Special Education: After School, What?

With our middle son, autistic since birth, nearing the age of 18, but still needing 2 more years of school before completing his high school diploma, it occurs to me to ask what happens to him and countless others who have been guided, taught, and educationally nurtured throughout most of their lives. What do they do? Who helps them and are we prepared as a society for an influx of adult-aged special learners?

I read with interest, a little shock, and emotional disparity an article about the American playwright, Arthur Miller, known for Death of a Salesman, and The Crucible, and his Down Syndrome son, Daniel. (http://www.vanityfair.com/fame/features/2007/09/miller200709?printable=true&currentPage=all)
It is a dramatic story of a public figure (Arthur Miller was once married to Marilyn Monroe) who rejected his son, sent him to an institution where he was mistreated, shuffled around, and finally adopted by a family he calls his own, never checked on him, and only near the end of the playwright's life, sought an opportunity to meet him. Ironically, in Miller's will, he made Daniel a rightful heir to his sizable fortune. It is also a historical, cultural study of the 60s, when parents did not know what should be done or could be done for their children with special problems. A prominent, well-known intellect, immensely respected for two long-running plays, in a moment of fear, or maybe anger, or lack of compassion, or maybe even misguided wisdom, sent his son to what he perhaps thought would be a better life for himself and the infant, who was projected to have a shortened lifespan. Perhaps most dramatically, this is testimony to the strength, joys, challenges, and boundless optimism found in children with disabilities. Incidentally, it must be noted that after the birth of Daniel, and subsequent rejection, Arthur Miller did not produce any great works of consequence.

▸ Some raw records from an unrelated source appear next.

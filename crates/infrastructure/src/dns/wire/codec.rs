//! DNS wire codec between raw messages and the domain request/response model.

use std::net::SocketAddr;
use std::str::FromStr;

use hickory_proto::op::{Message, MessageType, Query};
use hickory_proto::rr::{Name, Record};
use hickory_proto::serialize::binary::BinEncodable;
use tracing::{debug, warn};
use zoneward_domain::{
    DomainError, OpCode, Question, Request, RequestContext, ResourceRecordSet, Response,
    ResponseCode,
};

use super::rdata_parser::RdataParser;
use super::record_type_map::RecordTypeMapper;

/// Classic DNS payload limit for UDP without EDNS.
pub const MAX_UDP_RESPONSE_SIZE: usize = 512;

const HEADER_LEN: usize = 12;
const QR_BIT: u16 = 0x8000;
const RD_BIT: u16 = 0x0100;

pub struct WireCodec;

impl WireCodec {
    pub fn decode(
        bytes: &[u8],
        source: SocketAddr,
        context: RequestContext,
    ) -> Result<Request, DomainError> {
        let message = Message::from_vec(bytes)
            .map_err(|e| DomainError::Codec(format!("Failed to parse DNS request: {}", e)))?;

        if message.message_type() != MessageType::Query {
            return Err(DomainError::MalformedRequest(
                "received a response where a request was expected".to_string(),
            ));
        }

        let mut request = Request::new(
            message.id(),
            RecordTypeMapper::opcode_from_hickory(message.op_code()),
            source,
        )
        .with_context(context);
        request.recursion_desired = message.recursion_desired();
        request.questions = message
            .queries()
            .iter()
            .map(|q| {
                Question::new(
                    &q.name().to_ascii(),
                    RecordTypeMapper::from_hickory(q.query_type()),
                    RecordTypeMapper::class_from_hickory(q.query_class()),
                )
            })
            .collect();

        Ok(request)
    }

    /// Single message carrying every answer.
    pub fn encode(response: &Response) -> Result<Vec<u8>, DomainError> {
        let mut message = Self::response_message(response, true)?;
        message.add_answers(Self::answer_records(&response.answers));
        Self::serialize(&message)
    }

    /// Falls back to a truncated, answer-less message when the full
    /// response exceeds `max_size`, so the client retries over TCP.
    pub fn encode_udp(response: &Response, max_size: usize) -> Result<Vec<u8>, DomainError> {
        let bytes = Self::encode(response)?;
        if bytes.len() <= max_size {
            return Ok(bytes);
        }

        debug!(
            size = bytes.len(),
            max_size,
            id = response.id,
            "UDP response truncated"
        );
        let mut message = Self::response_message(response, true)?;
        message.set_truncated(true);
        Self::serialize(&message)
    }

    /// Splits the answers over as many messages as needed to keep each one
    /// near `max_message_size`. Only the first message repeats the question.
    pub fn encode_stream(
        response: &Response,
        max_message_size: usize,
    ) -> Result<Vec<Vec<u8>>, DomainError> {
        let mut messages = Vec::new();
        let mut current = Self::response_message(response, true)?;
        let mut current_size = Self::serialize(&current)?.len();

        for record in Self::answer_records(&response.answers) {
            let record_size = record.to_bytes().map(|b| b.len()).unwrap_or(0);

            if !current.answers().is_empty() && current_size + record_size > max_message_size {
                messages.push(Self::serialize(&current)?);
                current = Self::response_message(response, false)?;
                current_size = HEADER_LEN;
            }

            current_size += record_size;
            current.add_answer(record);
        }

        messages.push(Self::serialize(&current)?);
        Ok(messages)
    }

    /// Bare 12-byte reply for messages that could not be decoded: REFUSED
    /// for opcodes this server does not speak, FORMERR for anything else.
    /// Returns `None` for fragments shorter than a header and for responses.
    pub fn header_only_response(request_bytes: &[u8]) -> Option<Vec<u8>> {
        if request_bytes.len() < HEADER_LEN {
            return None;
        }

        let flags = u16::from_be_bytes([request_bytes[2], request_bytes[3]]);
        if flags & QR_BIT != 0 {
            return None;
        }

        let opcode = ((flags >> 11) & 0x0f) as u8;
        let rcode = match OpCode::from_u8(opcode) {
            OpCode::Query | OpCode::Notify | OpCode::Status | OpCode::Update => {
                ResponseCode::FormErr
            }
            OpCode::IQuery | OpCode::Unknown(_) => ResponseCode::Refused,
        };

        let reply_flags = QR_BIT | ((opcode as u16) << 11) | (flags & RD_BIT) | rcode.to_u8() as u16;

        let mut header = vec![0u8; HEADER_LEN];
        header[0..2].copy_from_slice(&request_bytes[0..2]);
        header[2..4].copy_from_slice(&reply_flags.to_be_bytes());
        Some(header)
    }

    fn response_message(response: &Response, with_questions: bool) -> Result<Message, DomainError> {
        let opcode = RecordTypeMapper::opcode_to_hickory(response.opcode).ok_or_else(|| {
            DomainError::Codec(format!("Cannot encode opcode {}", response.opcode))
        })?;

        let mut message = Message::new();
        message
            .set_id(response.id)
            .set_message_type(MessageType::Response)
            .set_op_code(opcode)
            .set_authoritative(response.authoritative)
            .set_recursion_desired(response.recursion_desired)
            .set_response_code(RecordTypeMapper::rcode_to_hickory(response.rcode));

        if with_questions {
            for question in &response.questions {
                message.add_query(Self::to_query(question)?);
            }
        }

        Ok(message)
    }

    fn to_query(question: &Question) -> Result<Query, DomainError> {
        let name = Name::from_str(&question.name).map_err(|e| {
            DomainError::InvalidDomainName(format!("Invalid name '{}': {}", question.name, e))
        })?;
        let mut query = Query::query(name, RecordTypeMapper::to_hickory(question.record_type));
        query.set_query_class(RecordTypeMapper::class_to_hickory(question.record_class));
        Ok(query)
    }

    /// Record data that cannot be parsed is skipped, never sent half-built.
    fn answer_records(answers: &[ResourceRecordSet]) -> Vec<Record> {
        let mut records = Vec::with_capacity(answers.iter().map(ResourceRecordSet::len).sum());

        for rrset in answers {
            let name = match Name::from_str(&rrset.name) {
                Ok(name) => name,
                Err(e) => {
                    warn!(name = %rrset.name, error = %e, "Skipping record set with invalid owner name");
                    continue;
                }
            };
            let class = RecordTypeMapper::class_to_hickory(rrset.record_class);

            for data in &rrset.data {
                match RdataParser::parse(rrset.record_type, data) {
                    Ok(rdata) => {
                        let mut record = Record::from_rdata(name.clone(), rrset.ttl, rdata);
                        record.set_dns_class(class);
                        records.push(record);
                    }
                    Err(e) => {
                        warn!(
                            name = %rrset.name,
                            record_type = %rrset.record_type,
                            error = %e,
                            "Skipping unparseable record data"
                        );
                    }
                }
            }
        }

        records
    }

    fn serialize(message: &Message) -> Result<Vec<u8>, DomainError> {
        message
            .to_vec()
            .map_err(|e| DomainError::Codec(format!("Failed to serialize DNS message: {}", e)))
    }
}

In some ways, society has grown out of the prejudice and confusion of how to deal with children who have learning disabilities and physical anomalies, at least we are more sympathetic and understanding of these children and have dedicated more education money to the learning process. With this emphasis has come a greater commitment on the part of parents to keep their children in the home, avoid the institutions, and battle the learning challenges on several fronts. This idea comes at a good time in our culture with a stunning rise in children with autism and learning disabilities. Texas public schools are close to 12% in children enrolled in special education, and it is difficult to determine how many children are being served in private education or various non state supported institutions.

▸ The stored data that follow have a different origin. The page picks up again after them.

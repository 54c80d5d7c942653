use crate::dns::wire::{WireCodec, MAX_UDP_RESPONSE_SIZE};
use std::net::SocketAddr;
use std::sync::Arc;
use tracing::{debug, error};
use zoneward_application::use_cases::RequestDispatcher;
use zoneward_domain::{RequestContext, Response, ResponseCode};

/// Bridges raw DNS messages from the listeners to the dispatcher.
pub struct DnsRequestHandler {
    dispatcher: Arc<RequestDispatcher>,
    tcp_max_message_size: usize,
}

impl DnsRequestHandler {
    pub fn new(dispatcher: Arc<RequestDispatcher>, tcp_max_message_size: usize) -> Self {
        Self {
            dispatcher,
            tcp_max_message_size,
        }
    }

    /// Reply datagram for one UDP message, or `None` when nothing should be sent.
    pub async fn handle_udp(&self, bytes: &[u8], source: SocketAddr) -> Option<Vec<u8>> {
        let response = match self.dispatch(bytes, source).await {
            Ok(response) => response,
            Err(fallback) => return fallback,
        };

        match WireCodec::encode_udp(&response, MAX_UDP_RESPONSE_SIZE) {
            Ok(reply) => Some(reply),
            Err(e) => {
                error!(client = %source, error = %e, "Failed to encode UDP response");
                Self::server_failure(&response)
            }
        }
    }

    /// Reply messages for one TCP request, in send order. Zone transfers may
    /// span several messages.
    pub async fn handle_tcp(&self, bytes: &[u8], source: SocketAddr) -> Vec<Vec<u8>> {
        let response = match self.dispatch(bytes, source).await {
            Ok(response) => response,
            Err(fallback) => return fallback.into_iter().collect(),
        };

        let is_transfer = response
            .questions
            .first()
            .is_some_and(|q| q.record_type.is_zone_transfer());

        let encoded = if is_transfer {
            WireCodec::encode_stream(&response, self.tcp_max_message_size)
        } else {
            WireCodec::encode(&response).map(|reply| vec![reply])
        };

        match encoded {
            Ok(messages) => messages,
            Err(e) => {
                error!(client = %source, error = %e, "Failed to encode TCP response");
                Self::server_failure(&response).into_iter().collect()
            }
        }
    }

    /// `Err` carries the reply to send when the message could not be decoded.
    async fn dispatch(&self, bytes: &[u8], source: SocketAddr) -> Result<Response, Option<Vec<u8>>> {
        let context = RequestContext::new(format!("req-{:016x}", fastrand::u64(..)));

        match WireCodec::decode(bytes, source, context) {
            Ok(request) => Ok(self.dispatcher.handle(&request).await),
            Err(e) => {
                debug!(client = %source, error = %e, "Undecodable DNS message");
                Err(WireCodec::header_only_response(bytes))
            }
        }
    }

    fn server_failure(response: &Response) -> Option<Vec<u8>> {
        let mut failed = response.clone();
        failed.answers.clear();
        failed.authoritative = false;
        failed.rcode = ResponseCode::ServFail;
        WireCodec::encode(&failed).ok()
    }
}
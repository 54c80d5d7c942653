use serde::{Deserialize, Serialize};

pub const DEFAULT_POOL_ID: &str = "794ccc2c-d751-44fe-b57f-8894c9f5c842";

/// Authorization policy of the request handler.
#[derive(Debug, Clone, Deserialize, Serialize)]
pub struct HandlerConfig {
    /// Pool whose zones unsigned requests may read.
    #[serde(default = "default_pool_id")]
    pub default_pool_id: String,

    /// Refuse QUERY and AXFR requests that carry no TSIG key.
    #[serde(default)]
    pub query_enforce_tsig: bool,
}

impl Default for HandlerConfig {
    fn default() -> Self {
        Self {
            default_pool_id: default_pool_id(),
            query_enforce_tsig: false,
        }
    }
}

fn default_pool_id() -> String {
    DEFAULT_POOL_ID.to_string()
}
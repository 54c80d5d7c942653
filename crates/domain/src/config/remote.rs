use serde::{Deserialize, Serialize};

/// Timeouts for queries this server sends to zone masters.
#[derive(Debug, Clone, Deserialize, Serialize)]
pub struct RemoteConfig {
    #[serde(default = "default_timeout_ms")]
    pub timeout_ms: u64,

    /// Extra UDP attempts after the first SOA query times out.
    #[serde(default = "default_retries")]
    pub retries: u32,

    #[serde(default = "default_transfer_timeout_secs")]
    pub transfer_timeout_secs: u64,
}

impl Default for RemoteConfig {
    fn default() -> Self {
        Self {
            timeout_ms: default_timeout_ms(),
            retries: default_retries(),
            transfer_timeout_secs: default_transfer_timeout_secs(),
        }
    }
}

fn default_timeout_ms() -> u64 {
    2000
}

fn default_retries() -> u32 {
    2
}

fn default_transfer_timeout_secs() -> u64 {
    60
}
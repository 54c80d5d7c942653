use async_trait::async_trait;
use zoneward_domain::{DomainError, TransferredZone, ZoneMaster};

#[async_trait]
pub trait ZoneTransferClient: Send + Sync {
    /// Pulls the complete contents of `zone_name` from `master`.
    async fn fetch_zone(
        &self,
        zone_name: &str,
        master: ZoneMaster,
    ) -> Result<TransferredZone, DomainError>;
}
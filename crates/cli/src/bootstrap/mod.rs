mod database;

pub use database::init_database;

use tracing_subscriber::EnvFilter;
use zoneward_domain::{CliOverrides, Config};

pub fn load_config(path: Option<&str>, overrides: CliOverrides) -> anyhow::Result<Config> {
    let config = Config::load(path, overrides)?;
    config.validate()?;
    Ok(config)
}

/// `RUST_LOG` wins over `[logging] level` when set.
pub fn init_logging(config: &Config) {
    let filter = EnvFilter::try_from_default_env()
        .unwrap_or_else(|_| EnvFilter::new(&config.logging.level));

    if config.logging.json {
        tracing_subscriber::fmt()
            .with_env_filter(filter)
            .json()
            .init();
    } else {
        tracing_subscriber::fmt()
            .with_env_filter(filter)
            .with_target(false)
            .init();
    }
}
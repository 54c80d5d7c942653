mod dispatcher;
mod notify;
mod record_query;
mod zone_transfer;

pub use dispatcher::RequestDispatcher;
pub use notify::NotifyResponder;
pub use record_query::RecordQueryResponder;
pub use zone_transfer::ZoneTransferResponder;

use tracing::{error, warn};
use zoneward_domain::{DomainError, Request, Response, ResponseCode};

/// Logs `err` and answers with the rcode it maps to.
pub(crate) fn failure_response(request: &Request, err: &DomainError, operation: &str) -> Response {
    let question = request
        .single_question()
        .map(ToString::to_string)
        .unwrap_or_default();

    match err {
        DomainError::UnsupportedAuthorizationScope(_) => {
            error!(error = %err, %question, operation, "TSIG key scope is misconfigured");
        }
        e if e.is_refusal() => {
            warn!(error = %e, %question, operation, "Refusing request");
        }
        e => {
            error!(error = %e, %question, operation, "Request failed");
        }
    }

    Response::error(request, ResponseCode::for_error(err))
}
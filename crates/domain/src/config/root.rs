use std::path::Path;

use serde::{Deserialize, Serialize};

use super::database::DatabaseConfig;
use super::errors::ConfigError;
use super::handler::HandlerConfig;
use super::logging::LoggingConfig;
use super::remote::RemoteConfig;
use super::resync::ResyncConfig;
use super::server::ServerConfig;

const LOCAL_CONFIG_PATH: &str = "zoneward.toml";
const SYSTEM_CONFIG_PATH: &str = "/etc/zoneward/config.toml";

/// Main configuration structure for Zoneward
#[derive(Debug, Clone, Deserialize, Serialize, Default)]
pub struct Config {
    /// Listener configuration (bind address, port, TCP limits)
    #[serde(default)]
    pub server: ServerConfig,

    /// Authorization policy for QUERY and AXFR
    #[serde(default)]
    pub handler: HandlerConfig,

    /// Background zone resync queue
    #[serde(default)]
    pub resync: ResyncConfig,

    /// Queries and transfers against zone masters
    #[serde(default)]
    pub remote: RemoteConfig,

    #[serde(default)]
    pub database: DatabaseConfig,

    #[serde(default)]
    pub logging: LoggingConfig,
}

impl Config {
    /// Load configuration from file or use defaults
    ///
    /// Priority order:
    /// 1. Explicitly provided path
    /// 2. zoneward.toml in current directory
    /// 3. /etc/zoneward/config.toml
    /// 4. Default configuration
    pub fn load(path: Option<&str>, cli_overrides: CliOverrides) -> Result<Self, ConfigError> {
        let mut config = if let Some(path) = path {
            Self::from_file(path)?
        } else if Path::new(LOCAL_CONFIG_PATH).exists() {
            Self::from_file(LOCAL_CONFIG_PATH)?
        } else if Path::new(SYSTEM_CONFIG_PATH).exists() {
            Self::from_file(SYSTEM_CONFIG_PATH)?
        } else {
            Self::default()
        };

        config.apply_cli_overrides(cli_overrides);
        Ok(config)
    }

    fn from_file(path: &str) -> Result<Self, ConfigError> {
        let contents = std::fs::read_to_string(path)
            .map_err(|e| ConfigError::FileRead(path.to_string(), e.to_string()))?;
        Self::from_toml(&contents)
    }

    pub fn from_toml(contents: &str) -> Result<Self, ConfigError> {
        toml::from_str(contents).map_err(|e| ConfigError::Parse(e.to_string()))
    }

    fn apply_cli_overrides(&mut self, overrides: CliOverrides) {
        if let Some(bind) = overrides.bind_address {
            self.server.bind_address = bind;
        }
        if let Some(port) = overrides.port {
            self.server.port = port;
        }
        if let Some(db) = overrides.database_path {
            self.database.path = db;
        }
        if let Some(level) = overrides.log_level {
            self.logging.level = level;
        }
        if let Some(enforce) = overrides.enforce_tsig {
            self.handler.query_enforce_tsig = enforce;
        }
    }

    pub fn validate(&self) -> Result<(), ConfigError> {
        if self.server.port == 0 {
            return Err(ConfigError::Validation("DNS port cannot be 0".to_string()));
        }

        if self.server.bind_address.parse::<std::net::IpAddr>().is_err() {
            return Err(ConfigError::Validation(format!(
                "Invalid bind address: {}",
                self.server.bind_address
            )));
        }

        if self.handler.default_pool_id.trim().is_empty() {
            return Err(ConfigError::Validation(
                "handler.default_pool_id cannot be empty".to_string(),
            ));
        }

        if self.resync.workers == 0 {
            return Err(ConfigError::Validation(
                "resync.workers must be at least 1".to_string(),
            ));
        }

        if self.resync.queue_capacity == 0 {
            return Err(ConfigError::Validation(
                "resync.queue_capacity must be at least 1".to_string(),
            ));
        }

        if self.resync.max_attempts == 0 {
            return Err(ConfigError::Validation(
                "resync.max_attempts must be at least 1".to_string(),
            ));
        }

        if self.remote.timeout_ms == 0 {
            return Err(ConfigError::Validation(
                "remote.timeout_ms cannot be 0".to_string(),
            ));
        }

        Ok(())
    }

    pub fn save(&self, path: &str) -> Result<(), ConfigError> {
        let toml_string = toml::to_string_pretty(self)
            .map_err(|e| ConfigError::Parse(format!("Failed to serialize config: {}", e)))?;
        std::fs::write(path, toml_string)
            .map_err(|e| ConfigError::FileWrite(path.to_string(), e.to_string()))?;
        Ok(())
    }
}

/// Command-line overrides for configuration
#[derive(Debug, Default)]
pub struct CliOverrides {
    pub bind_address: Option<String>,
    pub port: Option<u16>,
    pub database_path: Option<String>,
    pub log_level: Option<String>,
    pub enforce_tsig: Option<bool>,
}
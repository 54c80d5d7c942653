use async_trait::async_trait;
use std::net::SocketAddr;
use zoneward_domain::DomainError;

#[async_trait]
pub trait RemoteSoaQuery: Send + Sync {
    /// Asks `server` for the SOA of `zone_name` and returns its serial.
    async fn query_soa_serial(&self, server: SocketAddr, zone_name: &str)
        -> Result<u32, DomainError>;
}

And with this knowledge, I come back to the question at hand, what will happen to these children when they become adults? Are these children, many with great problems, many with few, a drain on society without enough redeeming qualities to become contributing citizens? Or are there are enough programs to help these children when they become adults, adults with job needs, transportation needs, food and clothing, independent living as much as possible. And of course there is the age-old question, should the government even be involved in the helping the disadvantaged? Private charity and family responsibility are the primary methods for reaching out to the adults in our community desperately in need, but somehow I suspect many are not finding these sources. In the case of Daniel Miller, Arthur Miller's son, the state assumed responsibility but did an inadequate job at the time. Eventually, however, Daniel found a home and a loving family. How many are not as fortunate?

I believe there are indeed state-funded programs to help these adults, and I also want to believe that families are taking on more responsibility for their care. In our case, we have researched and sought legal council for ways to help Joel as he enters adulthood, and have decided to take advantage of the MHMR support system for helping Joel, plus have decided after much thought and prayer to assume responsibility for his care by keeping him with us at home until such a time that we are no longer able. There are still many questions we have regarding our son, such as a job, transportation, staying by himself, relationships, food, but overall we are confident in Joel's future.

Yet, I wonder what kind of societal responsibility we have or what state resources are available or how much family dedication there is for all those children not only with autism (some are estimating 1 of 165 children), but also with other learning disabilities, who will in the not so distant future become adults. This is not a question merely for those of us with children who qualify but ultimately is a question for everyone. At the same time, there is hope in this regard, for I was encouraged, in visiting with MHMR, to discover the diligent effort being made to identify adults in need of care. I look forward to this practice continuing.